» Problem:
Gather all lines with "InterpretOptions" from the records.

Stored data:
────────────────────────────────────────
impl<S: TruthStore> Engine<S> {
  pub fn new(
    store: Arc<S>,
    registry: SchemaRegistry,
    config: EngineConfig,
  ) -> Self {
    let model: Option<Arc<dyn Extractor>> = config
      .model
      .clone()
      .map(|cfg| Arc::new(ModelExtractor::new(cfg)) as Arc<dyn Extractor>);

    Self {
      store,
      registry,
      config,
      rules: Arc::new(RulesExtractor),
      model,
    }
  }

  /// Replace the extractor slot matching `extractor.kind()`. Used to wire in
  /// custom or scripted extraction backends.
  pub fn with_extractor(mut self, extractor: Arc<dyn Extractor>) -> Self {
    match extractor.kind() {
      ExtractorKind::Rules => self.rules = extractor,
      ExtractorKind::Model => self.model = Some(extractor),
    }
    self
  }

  pub fn registry(&self) -> &SchemaRegistry {
    &self.registry
  }

  // ── Ingestion ─────────────────────────────────────────────────────────────

  /// Ingest raw bytes, optionally interpreting them in the same call.
  pub async fn ingest(
    &self,
    user_id: Uuid,
    bytes: Vec<u8>,
    mime_type: String,
    interpret: bool,
  ) -> Result<IngestResult> {
    let outcome = self
      .store
      .ingest_source(user_id, NewSource { mime_type, bytes })
      .await?;

    tracing::info!(
      source_id = %outcome.source.source_id,
      deduplicated = outcome.deduplicated,
      byte_len = outcome.source.byte_len,
      "ingested source"
    );

    let run = if interpret {
      Some(
        self
          .interpret(
            user_id,
            outcome.source.source_id,
            InterpretOptions::default(),
          )
          .await?,
      )
    } else {
      None
    };

    Ok(IngestResult { outcome, run })
  }

  /// Ingest a pre-structured entity payload.
  ///
  /// The payload is content-addressed like any other source, then validated
  /// straight into priority-100 observations under a rules-configured run.
  /// Quota-exempt: no extraction backend is invoked.
  pub async fn ingest_structured(
    &self,
    user_id: Uuid,
    payload: StructuredPayload,
  ) -> Result<StructuredResult> {
    let schema_version =
      payload.schema_version.unwrap_or(self.registry.active_version());
    // Unknown versions must fail before anything persists.
    self.registry.version(schema_version)?;
    if payload.fields.is_empty() {
      return Err(Error::Validation("payload has no fields".to_string()));
    }

    let candidate = Candidate {
      entity_type: payload.entity_type.clone(),
      fields:      payload.fields.clone(),
    };

    let bytes = serde_json::to_vec(&serde_json::json!({
      "entity_type": payload.entity_type,
      "fields":      payload.fields,
    }))
    .map_err(Error::storage)?;

    let outcome = self
      .store
      .ingest_source(user_id, NewSource {
        mime_type: "application/json".to_string(),
        bytes,
      })
      .await?;
    let source = outcome.source;

    let run = self
      .store
      .create_run(user_id, NewRun {
        source_id:    source.source_id,
        config:       self.run_config(&*self.rules, schema_version),
        quota_exempt: true,
      })
      .await?;

    let (observations, fragments) = match self
      .record_candidates(
        user_id,
        &source,
        &run,
        schema_version,
        Priority::Structured,
        vec![candidate],
      )
      .await
    {
      Ok(recorded) => recorded,
      Err(e) => return Err(self.abandon_run(user_id, run.run_id, e).await),
    };

    let run = self
      .store
      .finish_run(user_id, run.run_id, RunOutcome::Completed {
        observations: observations.len() as u32,
        fragments,
      })
      .await?;

    Ok(StructuredResult { source, run, observations })
  }

  // ── Interpretation ────────────────────────────────────────────────────────

  /// Run one interpretation over a stored source.
  ///
  /// The returned run is terminal: `completed` with counts, or `failed` with
  /// the extraction error recorded for audit. Only errors that prevented the
  /// run from existing at all (quota, ownership, storage) surface as `Err`.
  pub async fn interpret(
    &self,
    user_id: Uuid,
    source_id: Uuid,
    options: InterpretOptions,
  ) -> Result<InterpretationRun> {
    let source = self.store.get_source(user_id, source_id).await?;
    let schema_version =
      options.schema_version.unwrap_or(self.registry.active_version());
    self.registry.version(schema_version)?;

    self.check_quota(user_id).await?;

    let extractor = self.extractor_for(&source.mime_type, options.extractor)?;
    let run = self
      .store
      .create_run(user_id, NewRun {
        source_id,
        config: self.run_config(&*extractor, schema_version),
        quota_exempt: false,
      })
      .await?;

    let bytes = self.store.read_source_bytes(user_id, source_id).await?;

    let candidates = match extractor.extract(&source, &bytes).await {
      Ok(candidates) => candidates,
      Err(e) => {
        tracing::warn!(
          run_id = %run.run_id,
          source_id = %source_id,
          error = %e,
          "extraction failed"
        );
        return self
          .store
          .finish_run(user_id, run.run_id, RunOutcome::Failed {
            error: e.to_string(),
          })
          .await;
      }
    };

    let priority = match extractor.kind() {
      ExtractorKind::Rules => Priority::Structured,
      ExtractorKind::Model => Priority::Extracted,
    };

    let (observations, fragments) = match self
      .record_candidates(
        user_id,
        &source,
        &run,
        schema_version,
        priority,
        candidates,
      )
      .await
    {
      Ok(recorded) => recorded,
      Err(e) => return Err(self.abandon_run(user_id, run.run_id, e).await),
    };

    tracing::info!(
      run_id = %run.run_id,
      source_id = %source_id,
      observations = observations.len(),
      fragments,
      "interpretation completed"
    );

    self
      .store
      .finish_run(user_id, run.run_id, RunOutcome::Completed {
        observations: observations.len() as u32,
        fragments,
      })
      .await
  }

  /// Resolve each candidate to an entity and validate its fields into
  /// observations and fragments.
  async fn record_candidates(
    &self,
    user_id: Uuid,
    source: &Source,
    run: &InterpretationRun,
    schema_version: u32,
    priority: Priority,
    candidates: Vec<Candidate>,
  ) -> Result<(Vec<Observation>, u32)> {
    let mut observations = Vec::new();
    let mut fragments = 0u32;

    for candidate in candidates {
      let entity = resolve::resolve_or_create(
        &*self.store,
        &self.registry,
        user_id,
        schema_version,
        &candidate,
      )
      .await?;

      for (field, value) in candidate.fields {
        let check = self.registry.validate_field(
          schema_version,
          &candidate.entity_type,
          &field,
          &value,
        )?;

        match check {
          FieldCheck::Accepted { value, .. } => {
            let observation = self
              .store
              .append_observation(user_id, NewObservation {
                entity_id: entity.entity_id,
                field,
                value,
                priority,
                source_id: source.source_id,
                interpretation_run_id: Some(run.run_id),
              })
              .await?;
            observations.push(observation);
          }
          FieldCheck::Rejected { reason } => {
            self
              .store
              .append_fragment(user_id, NewFragment {
                entity_id: entity.entity_id,
                field,
                value,
                reason,
                source_id: source.source_id,
                interpretation_run_id: Some(run.run_id),
              })
              .await?;
            fragments += 1;
          }
        }
      }
    }

    Ok((observations, fragments))
  }

  fn run_config(
    &self,
    extractor: &dyn Extractor,
    schema_version: u32,
  ) -> RunConfig {
    RunConfig {
      extractor: extractor.kind(),
      model: extractor.model(),
      temperature: extractor.temperature(),
      prompt_fingerprint: extractor.prompt_fingerprint(),
      resolver_version: RESOLVER_VERSION.to_string(),
      schema_version,
      code_version: env!("CARGO_PKG_VERSION").to_string(),
    }
  }

  /// Pick the extractor for a source: forced kind if requested, otherwise
  /// rules for JSON-shaped inputs and the model (when configured) for
  /// everything else.
  fn extractor_for(
    &self,
    mime_type: &str,
    requested: Option<ExtractorKind>,
  ) -> Result<Arc<dyn Extractor>> {
    match requested {
      Some(ExtractorKind::Rules) => Ok(self.rules.clone()),
      Some(ExtractorKind::Model) => self.model.clone().ok_or_else(|| {
        Error::Validation("model extractor is not configured".to_string())
      }),
      None => {
        let structured = mime_type == "application/json"
          || mime_type.ends_with("+json");
        if structured {
          Ok(self.rules.clone())
        } else {
          Ok(self.model.clone().unwrap_or_else(|| self.rules.clone()))
        }
      }
    }
  }

  /// Force a run to `failed` when persistence errored after it was created.
  /// The caller sees the original error; a second failure here is logged and
  /// dropped.
  async fn abandon_run(
    &self,
    user_id: Uuid,
    run_id: Uuid,
    cause: Error,
  ) -> Error {
    let outcome = RunOutcome::Failed { error: cause.to_string() };
    if let Err(e) = self.store.finish_run(user_id, run_id, outcome).await {
      tracing::warn!(%run_id, error = %e, "could not finalise abandoned run");
    }
    cause
  }

  async fn check_quota(&self, user_id: Uuid) -> Result<()> {
    let limit = self.config.monthly_run_quota;
    let used = self.store.count_runs_since(user_id, month_start()).await?;
    if used >= limit as u64 {
      tracing::warn!(%user_id, used, limit, "monthly run quota exhausted");
      return Err(Error::QuotaExceeded { used, limit });
    }
    Ok(())
  }

  // ── Correction ────────────────────────────────────────────────────────────

  /// Record a manual correction: a priority-1000 observation that permanently
  /// outranks anything reinterpretation can produce.
  ///
  /// The correction payload is itself ingested as a content-addressed source,
  /// so the provenance chain stays complete without an interpretation run.
  /// Corrections addressed to a merged entity land on its canonical target.
  pub async fn correct(
    &self,
    user_id: Uuid,
    entity_id: Uuid,
    field: String,
    value: serde_json::Value,
  ) -> Result<Observation> {
    let entity = self.canonical_entity(user_id, entity_id).await?;

    let version = self.registry.active_version();
    let check =
      self.registry.validate_field(version, &entity.kind, &field, &value)?;
    let value = match check {
      FieldCheck::Accepted { value, .. } => value,
      FieldCheck::Rejected { reason } => {
        return Err(Error::SchemaViolation {
          entity_type: entity.kind,
          field,
          reason,
        });
      }
    };

    let bytes = serde_json::to_vec(&serde_json::json!({
      "correction": {
        "entity_id": entity.entity_id,
        "field":     field,
        "value":     value,
      }
    }))
    .map_err(Error::storage)?;

    let outcome = self
      .store
      .ingest_source(user_id, NewSource {
        mime_type: "application/json".to_string(),
        bytes,
      })
      .await?;

    self
      .store
      .append_observation(user_id, NewObservation {
        entity_id: entity.entity_id,
        field,
        value,
        priority: Priority::Correction,
        source_id: outcome.source.source_id,
        interpretation_run_id: None,
      })
      .await
  }

  // ── Merge and listing ─────────────────────────────────────────────────────

  pub async fn merge_entities(
    &self,
    user_id: Uuid,
    from_entity_id: Uuid,
    to_entity_id: Uuid,
  ) -> Result<EntityMerge> {
    let merge = self
      .store
      .merge_entities(user_id, from_entity_id, to_entity_id)
      .await?;
    tracing::info!(
      merge_id = %merge.merge_id,
      from = %from_entity_id,
      to = %to_entity_id,
      observations = merge.observation_count,
      "merged entities"
    );
    Ok(merge)
  }

  pub async fn retrieve_entities(
    &self,
    user_id: Uuid,
    query: EntityQuery,
  ) -> Result<Vec<Entity>> {
    self.store.list_entities(user_id, query).await
  }

  pub async fn get_source(
    &self,
    user_id: Uuid,
    source_id: Uuid,
  ) -> Result<Source> {
    self.store.get_source(user_id, source_id).await
  }

  pub async fn list_runs(
    &self,
    user_id: Uuid,
    source_id: Uuid,
  ) -> Result<Vec<InterpretationRun>> {
    self.store.list_runs(user_id, source_id).await
  }

  /// Resolve an entity reference, following a merged entity's redirect to
  /// its canonical target. One hop suffices: merges are flat.
  pub(crate) async fn canonical_entity(
    &self,
    user_id: Uuid,
    entity_id: Uuid,
  ) -> Result<Entity> {
    let entity = self.store.get_entity(user_id, entity_id).await?;
    match entity.merged_into {
      Some(target) => self.store.get_entity(user_id, target).await,
      None => Ok(entity),
    }
  }
}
────────────────────────────────────────
» Answer to the exercise:
            InterpretOptions::default(),
    options: InterpretOptions,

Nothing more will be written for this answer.